(Items listed in a dataset)
----------------------------------------
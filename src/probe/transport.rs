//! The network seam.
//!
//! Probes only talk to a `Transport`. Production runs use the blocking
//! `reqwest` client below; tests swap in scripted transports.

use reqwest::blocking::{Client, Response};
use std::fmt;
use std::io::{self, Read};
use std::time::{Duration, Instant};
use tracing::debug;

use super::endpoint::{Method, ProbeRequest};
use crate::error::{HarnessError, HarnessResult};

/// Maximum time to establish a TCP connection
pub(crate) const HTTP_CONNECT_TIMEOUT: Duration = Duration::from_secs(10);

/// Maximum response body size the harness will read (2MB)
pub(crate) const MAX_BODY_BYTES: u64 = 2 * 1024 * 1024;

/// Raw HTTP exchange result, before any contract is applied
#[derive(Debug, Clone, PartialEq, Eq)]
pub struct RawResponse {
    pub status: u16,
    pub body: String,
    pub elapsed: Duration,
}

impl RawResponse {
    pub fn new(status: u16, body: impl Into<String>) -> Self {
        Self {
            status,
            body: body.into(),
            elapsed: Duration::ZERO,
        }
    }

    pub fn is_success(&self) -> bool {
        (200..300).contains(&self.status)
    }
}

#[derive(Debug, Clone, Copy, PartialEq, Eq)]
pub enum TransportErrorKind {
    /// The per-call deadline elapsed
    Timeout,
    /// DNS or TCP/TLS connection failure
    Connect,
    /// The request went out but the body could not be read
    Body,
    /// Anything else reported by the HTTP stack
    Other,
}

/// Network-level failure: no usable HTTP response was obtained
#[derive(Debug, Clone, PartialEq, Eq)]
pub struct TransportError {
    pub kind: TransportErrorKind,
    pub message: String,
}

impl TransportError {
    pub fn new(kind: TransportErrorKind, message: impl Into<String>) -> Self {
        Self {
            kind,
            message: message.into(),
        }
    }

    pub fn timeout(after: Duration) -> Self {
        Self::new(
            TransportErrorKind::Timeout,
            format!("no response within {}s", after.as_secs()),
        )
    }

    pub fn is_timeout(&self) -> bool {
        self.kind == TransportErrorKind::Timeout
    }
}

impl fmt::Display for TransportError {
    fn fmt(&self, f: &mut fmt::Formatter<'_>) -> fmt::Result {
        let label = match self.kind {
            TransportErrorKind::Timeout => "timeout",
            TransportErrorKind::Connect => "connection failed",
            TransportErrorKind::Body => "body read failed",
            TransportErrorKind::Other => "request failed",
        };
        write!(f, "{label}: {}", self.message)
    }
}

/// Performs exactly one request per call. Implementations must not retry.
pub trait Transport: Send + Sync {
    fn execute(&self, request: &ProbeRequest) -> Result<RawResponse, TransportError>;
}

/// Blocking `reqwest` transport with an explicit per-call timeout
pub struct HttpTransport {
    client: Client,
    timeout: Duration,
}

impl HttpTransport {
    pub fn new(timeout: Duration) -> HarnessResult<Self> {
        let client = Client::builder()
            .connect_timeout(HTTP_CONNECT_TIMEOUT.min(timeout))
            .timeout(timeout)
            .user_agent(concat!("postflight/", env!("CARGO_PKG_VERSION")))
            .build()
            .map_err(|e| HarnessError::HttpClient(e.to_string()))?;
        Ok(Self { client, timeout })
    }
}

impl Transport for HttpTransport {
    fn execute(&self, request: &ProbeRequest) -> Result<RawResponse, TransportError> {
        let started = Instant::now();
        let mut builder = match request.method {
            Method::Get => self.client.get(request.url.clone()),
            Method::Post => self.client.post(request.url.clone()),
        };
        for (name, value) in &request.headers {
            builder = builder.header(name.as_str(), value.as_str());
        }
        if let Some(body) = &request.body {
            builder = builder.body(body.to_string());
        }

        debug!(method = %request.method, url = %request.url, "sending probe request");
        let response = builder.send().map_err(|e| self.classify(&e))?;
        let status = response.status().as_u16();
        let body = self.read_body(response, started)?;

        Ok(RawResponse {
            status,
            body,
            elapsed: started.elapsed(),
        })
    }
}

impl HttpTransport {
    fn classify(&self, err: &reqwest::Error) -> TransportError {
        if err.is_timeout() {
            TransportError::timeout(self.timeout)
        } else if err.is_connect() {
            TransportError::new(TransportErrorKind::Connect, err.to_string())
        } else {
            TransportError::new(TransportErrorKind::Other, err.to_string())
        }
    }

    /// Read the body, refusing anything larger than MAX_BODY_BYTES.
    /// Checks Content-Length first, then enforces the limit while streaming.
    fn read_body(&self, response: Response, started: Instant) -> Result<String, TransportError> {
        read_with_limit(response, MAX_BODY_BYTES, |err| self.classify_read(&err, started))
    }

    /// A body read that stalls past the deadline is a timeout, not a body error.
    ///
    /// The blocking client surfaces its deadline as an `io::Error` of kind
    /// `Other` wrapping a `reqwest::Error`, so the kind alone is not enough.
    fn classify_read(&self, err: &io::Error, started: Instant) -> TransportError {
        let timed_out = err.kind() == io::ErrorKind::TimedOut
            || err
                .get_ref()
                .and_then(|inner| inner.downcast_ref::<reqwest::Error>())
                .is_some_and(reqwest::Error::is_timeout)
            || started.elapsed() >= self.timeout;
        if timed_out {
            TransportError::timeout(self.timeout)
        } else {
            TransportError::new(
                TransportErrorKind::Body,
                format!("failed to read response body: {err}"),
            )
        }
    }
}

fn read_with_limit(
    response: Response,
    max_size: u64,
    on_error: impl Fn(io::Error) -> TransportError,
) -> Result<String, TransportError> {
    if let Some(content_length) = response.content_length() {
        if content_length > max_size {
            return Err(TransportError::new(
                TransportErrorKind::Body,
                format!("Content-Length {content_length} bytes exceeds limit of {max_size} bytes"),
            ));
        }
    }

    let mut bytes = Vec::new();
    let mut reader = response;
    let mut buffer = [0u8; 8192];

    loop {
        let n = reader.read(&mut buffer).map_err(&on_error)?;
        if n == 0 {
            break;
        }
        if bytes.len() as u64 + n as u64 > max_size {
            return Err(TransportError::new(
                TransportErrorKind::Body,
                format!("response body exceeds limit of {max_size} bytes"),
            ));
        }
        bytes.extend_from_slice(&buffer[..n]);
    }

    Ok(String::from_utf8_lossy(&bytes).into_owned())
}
----------------------------------------
Pull every line with "builder" from the records.

**Result of this exercise:**
        let client = Client::builder()
        let mut builder = match request.method {
            builder = builder.header(name.as_str(), value.as_str());
            builder = builder.body(body.to_string());
        let response = builder.send().map_err(|e| self.classify(&e))?;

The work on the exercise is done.